→ **Exercise**
Here are some entries. Print them exactly as they are.

→ **Material shown**
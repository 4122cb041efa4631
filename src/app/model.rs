//! View model types: `App` and `View`.

use std::collections::HashSet;
use std::path::PathBuf;

use crate::backend::{ArtistPage, SearchResults};
use crate::catalog::{Album, Artist, Notification, Profile, Track};
use crate::shell::ShellNotice;

/// Which list the track pane shows.
#[derive(Clone, Debug, Default, PartialEq, Eq)]
pub enum View {
    /// Latest releases, newest first.
    #[default]
    Releases,
    /// Results for a search term.
    Search(String),
    /// Tracks of one album, by title.
    Album(String),
    /// Tracks of one artist, by name.
    Artist(String),
    /// The signed-in user's liked songs.
    Liked,
}

impl View {
    pub fn title(&self) -> String {
        match self {
            View::Releases => " releases ".to_string(),
            View::Search(q) => format!(" search: {q} "),
            View::Album(t) => format!(" album: {t} "),
            View::Artist(name) => format!(" artist: {name} "),
            View::Liked => " liked songs ".to_string(),
        }
    }
}

/// The main view model.
#[derive(Default)]
pub struct App {
    pub tracks: Vec<Track>,
    pub selected: usize,
    pub view: View,

    pub search_mode: bool,
    pub search_query: String,

    /// One-line message shown in the status box (fetch results, auth errors).
    pub status: Option<String>,
    pub profile: Option<Profile>,

    /// Latest update notice from the shell.
    pub update: Option<ShellNotice>,
    /// Path of a downloaded update, once staged.
    pub staged_update: Option<PathBuf>,

    /// Artists and users the last search matched, beside its tracks.
    pub search_artists: Vec<Artist>,
    pub search_profiles: Vec<Profile>,
    /// Artist details while the artist view is shown.
    pub artist: Option<Artist>,
    pub artist_albums: Vec<Album>,

    /// Unread count from the background refetch; `None` when signed out.
    pub unread_notifications: Option<usize>,
    /// Open notifications panel.
    pub notifications: Option<NotificationsPanel>,
}

/// Notifications as shown in the panel. `unread` is the set that was unread
/// when the panel opened, so the markers survive marking them read.
#[derive(Debug, Clone, Default)]
pub struct NotificationsPanel {
    pub items: Vec<Notification>,
    pub unread: HashSet<String>,
}

impl NotificationsPanel {
    pub fn new(items: Vec<Notification>, read: &HashSet<String>) -> Self {
        let unread = items
            .iter()
            .filter(|n| !read.contains(&n.id))
            .map(|n| n.id.clone())
            .collect();
        Self { items, unread }
    }

    pub fn is_unread(&self, id: &str) -> bool {
        self.unread.contains(id)
    }
}

impl App {
    pub fn new(tracks: Vec<Track>) -> Self {
        Self {
            tracks,
            ..Self::default()
        }
    }

    /// Replace the visible list. Selection goes back to the top and
    /// per-view side data is dropped.
    pub fn show(&mut self, view: View, tracks: Vec<Track>) {
        self.view = view;
        self.tracks = tracks;
        self.selected = 0;
        self.search_artists.clear();
        self.search_profiles.clear();
        self.artist = None;
        self.artist_albums.clear();
    }

    /// Show search results: the tracks in the list, people beside them.
    pub fn show_search(&mut self, term: String, results: SearchResults) {
        self.show(View::Search(term), results.tracks);
        self.search_artists = results.artists;
        self.search_profiles = results.profiles;
    }

    pub fn show_artist(&mut self, page: ArtistPage) {
        self.show(View::Artist(page.artist.name.clone()), page.tracks);
        self.artist = Some(page.artist);
        self.artist_albums = page.albums;
    }

    /// Artist to open from the current selection: the selected track's
    /// artist, or else the first artist a search matched.
    pub fn artist_to_open(&self) -> Option<String> {
        self.selected_track()
            .and_then(|t| t.artist_id())
            .map(str::to_string)
            .or_else(|| match self.view {
                View::Search(_) => self.search_artists.first().map(|a| a.id.clone()),
                _ => None,
            })
    }

    /// Open the panel; everything in it counts as read from now on.
    pub fn open_notifications(&mut self, panel: NotificationsPanel) {
        self.notifications = Some(panel);
        if self.unread_notifications.is_some() {
            self.unread_notifications = Some(0);
        }
    }

    pub fn close_notifications(&mut self) {
        self.notifications = None;
    }

    pub fn selected_track(&self) -> Option<&Track> {
        self.tracks.get(self.selected)
    }

    /// Move the cursor onto the track with `id`, if it is listed.
    pub fn select_track_id(&mut self, id: &str) -> bool {
        match self.tracks.iter().position(|t| t.id == id) {
            Some(i) => {
                self.selected = i;
                true
            }
            None => false,
        }
    }

    /// Move selection to the next track, wrapping to the first.
    pub fn next(&mut self) {
        if self.tracks.is_empty() {
            return;
        }
        self.selected = (self.selected + 1) % self.tracks.len();
    }

    /// Move selection to the previous track, wrapping to the last.
    pub fn prev(&mut self) {
        if self.tracks.is_empty() {
            return;
        }
        let len = self.tracks.len();
        self.selected = (self.selected + len - 1) % len;
    }

    pub fn select_first(&mut self) {
        self.selected = 0;
    }

    pub fn select_last(&mut self) {
        self.selected = self.tracks.len().saturating_sub(1);
    }

    pub fn enter_search_mode(&mut self) {
        self.search_mode = true;
        self.search_query.clear();
    }

    pub fn exit_search_mode(&mut self) {
        self.search_mode = false;
    }

    pub fn push_search_char(&mut self, c: char) {
        self.search_query.push(c);
    }

    pub fn pop_search_char(&mut self) {
        self.search_query.pop();
    }

    /// The trimmed search query, if it is long enough to send.
    pub fn search_term(&self, min_len: usize) -> Option<&str> {
        let q = self.search_query.trim();
        (q.chars().count() >= min_len).then_some(q)
    }

    pub fn set_status(&mut self, msg: impl Into<String>) {
        self.status = Some(msg.into());
    }

    pub fn clear_status(&mut self) {
        self.status = None;
    }

    /// Record a shell notice. A staged path only arrives with "downloaded".
    pub fn note_update(&mut self, notice: ShellNotice) {
        self.update = Some(notice);
    }

    pub fn restart_ready(&self) -> bool {
        self.staged_update.is_some()
    }

    /// Fuzzy/subsequence match: return the character positions in `title`
    /// that match `query` (ASCII case-insensitive), or `None` if not matched.
    pub fn fuzzy_match_positions(title: &str, query: &str) -> Option<Vec<usize>> {
        if query.is_empty() {
            return Some(Vec::new());
        }

        let mut positions: Vec<usize> = Vec::new();
        let mut title_iter = title.chars().enumerate();

        for qc in query.chars() {
            let qc_low = qc.to_ascii_lowercase();
            loop {
                match title_iter.next() {
                    Some((ti, tc)) if tc.to_ascii_lowercase() == qc_low => {
                        positions.push(ti);
                        break;
                    }
                    Some(_) => continue,
                    None => return None,
                }
            }
        }

        Some(positions)
    }
}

→ **Exercise response**
repository 4122cb041efa4631
filename src/app/model.rs
//! View model types: `App` and `View`.

use std::collections::HashSet;
use std::path::PathBuf;

use crate::backend::{ArtistPage, SearchResults};
use crate::catalog::{Album, Artist, Notification, Profile, Track};
use crate::shell::ShellNotice;

/// Which list the track pane shows.
#[derive(Clone, Debug, Default, PartialEq, Eq)]
pub enum View {
    /// Latest releases, newest first.
    #[default]
    Releases,
    /// Results for a search term.
    Search(String),
    /// Tracks of one album, by title.
    Album(String),
    /// Tracks of one artist, by name.
    Artist(String),
    /// The signed-in user's liked songs.
    Liked,
}

impl View {
    pub fn title(&self) -> String {
        match self {
            View::Releases => " releases ".to_string(),
            View::Search(q) => format!(" search: {q} "),
            View::Album(t) => format!(" album: {t} "),
            View::Artist(name) => format!(" artist: {name} "),
            View::Liked => " liked songs ".to_string(),
        }
    }
}

/// The main view model.
#[derive(Default)]
pub struct App {
    pub tracks: Vec<Track>,
    pub selected: usize,
    pub view: View,

    pub search_mode: bool,
    pub search_query: String,

    /// One-line message shown in the status box (fetch results, auth errors).
    pub status: Option<String>,
    pub profile: Option<Profile>,

    /// Latest update notice from the shell.
    pub update: Option<ShellNotice>,
    /// Path of a downloaded update, once staged.
    pub staged_update: Option<PathBuf>,

    /// Artists and users the last search matched, beside its tracks.
    pub search_artists: Vec<Artist>,
    pub search_profiles: Vec<Profile>,
    /// Artist details while the artist view is shown.
    pub artist: Option<Artist>,
    pub artist_albums: Vec<Album>,

    /// Unread count from the background refetch; `None` when signed out.
    pub unread_notifications: Option<usize>,
    /// Open notifications panel.
    pub notifications: Option<NotificationsPanel>,
}

/// Notifications as shown in the panel. `unread` is the set that was unread
/// when the panel opened, so the markers survive marking them read.
#[derive(Debug, Clone, Default)]
pub struct NotificationsPanel {
    pub items: Vec<Notification>,
    pub unread: HashSet<String>,
}

impl NotificationsPanel {
    pub fn new(items: Vec<Notification>, read: &HashSet<String>) -> Self {
        let unread = items
            .iter()
            .filter(|n| !read.contains(&n.id))
            .map(|n| n.id.clone())
            .collect();
        Self { items, unread }
    }

    pub fn is_unread(&self, id: &str) -> bool {
        self.unread.contains(id)
    }
}

impl App {
    pub fn new(tracks: Vec<Track>) -> Self {
        Self {
            tracks,
            ..Self::default()
        }
    }

    /// Replace the visible list. Selection goes back to the top and
    /// per-view side data is dropped.
    pub fn show(&mut self, view: View, tracks: Vec<Track>) {
        self.view = view;
        self.tracks = tracks;
        self.selected = 0;
        self.search_artists.clear();
        self.search_profiles.clear();
        self.artist = None;
        self.artist_albums.clear();
    }

    /// Show search results: the tracks in the list, people beside them.
    pub fn show_search(&mut self, term: String, results: SearchResults) {
        self.show(View::Search(term), results.tracks);
        self.search_artists = results.artists;
        self.search_profiles = results.profiles;
    }

    pub fn show_artist(&mut self, page: ArtistPage) {
        self.show(View::Artist(page.artist.name.clone()), page.tracks);
        self.artist = Some(page.artist);
        self.artist_albums = page.albums;
    }

    /// Artist to open from the current selection: the selected track's
    /// artist, or else the first artist a search matched.
    pub fn artist_to_open(&self) -> Option<String> {
        self.selected_track()
            .and_then(|t| t.artist_id())
            .map(str::to_string)
            .or_else(|| match self.view {
                View::Search(_) => self.search_artists.first().map(|a| a.id.clone()),
                _ => None,
            })
    }

    /// Open the panel; everything in it counts as read from now on.
    pub fn open_notifications(&mut self, panel: NotificationsPanel) {
        self.notifications = Some(panel);
        if self.unread_notifications.is_some() {
            self.unread_notifications = Some(0);
        }
    }

    pub fn close_notifications(&mut self) {
        self.notifications = None;
    }

    pub fn selected_track(&self) -> Option<&Track> {
        self.tracks.get(self.selected)
    }

    /// Move the cursor onto the track with `id`, if it is listed.
    pub fn select_track_id(&mut self, id: &str) -> bool {
        match self.tracks.iter().position(|t| t.id == id) {
            Some(i) => {
                self.selected = i;
                true
            }
            None => false,
        }
    }

    /// Move selection to the next track, wrapping to the first.
    pub fn next(&mut self) {
        if self.tracks.is_empty() {
            return;
        }
        self.selected = (self.selected + 1) % self.tracks.len();
    }

    /// Move selection to the previous track, wrapping to the last.
    pub fn prev(&mut self) {
        if self.tracks.is_empty() {
            return;
        }
        let len = self.tracks.len();
        self.selected = (self.selected + len - 1) % len;
    }

    pub fn select_first(&mut self) {
        self.selected = 0;
    }

    pub fn select_last(&mut self) {
        self.selected = self.tracks.len().saturating_sub(1);
    }

    pub fn enter_search_mode(&mut self) {
        self.search_mode = true;
        self.search_query.clear();
    }

    pub fn exit_search_mode(&mut self) {
        self.search_mode = false;
    }

    pub fn push_search_char(&mut self, c: char) {
        self.search_query.push(c);
    }

    pub fn pop_search_char(&mut self) {
        self.search_query.pop();
    }

    /// The trimmed search query, if it is long enough to send.
    pub fn search_term(&self, min_len: usize) -> Option<&str> {
        let q = self.search_query.trim();
        (q.chars().count() >= min_len).then_some(q)
    }

    pub fn set_status(&mut self, msg: impl Into<String>) {
        self.status = Some(msg.into());
    }

    pub fn clear_status(&mut self) {
        self.status = None;
    }

    /// Record a shell notice. A staged path only arrives with "downloaded".
    pub fn note_update(&mut self, notice: ShellNotice) {
        self.update = Some(notice);
    }

    pub fn restart_ready(&self) -> bool {
        self.staged_update.is_some()
    }

    /// Fuzzy/subsequence match: return the character positions in `title`
    /// that match `query` (ASCII case-insensitive), or `None` if not matched.
    pub fn fuzzy_match_positions(title: &str, query: &str) -> Option<Vec<usize>> {
        if query.is_empty() {
            return Some(Vec::new());
        }

        let mut positions: Vec<usize> = Vec::new();
        let mut title_iter = title.chars().enumerate();

        for qc in query.chars() {
            let qc_low = qc.to_ascii_lowercase();
            loop {
                match title_iter.next() {
                    Some((ti, tc)) if tc.to_ascii_lowercase() == qc_low => {
                        positions.push(ti);
                        break;
                    }
                    Some(_) => continue,
                    None => return None,
                }
            }
        }

        Some(positions)
    }
}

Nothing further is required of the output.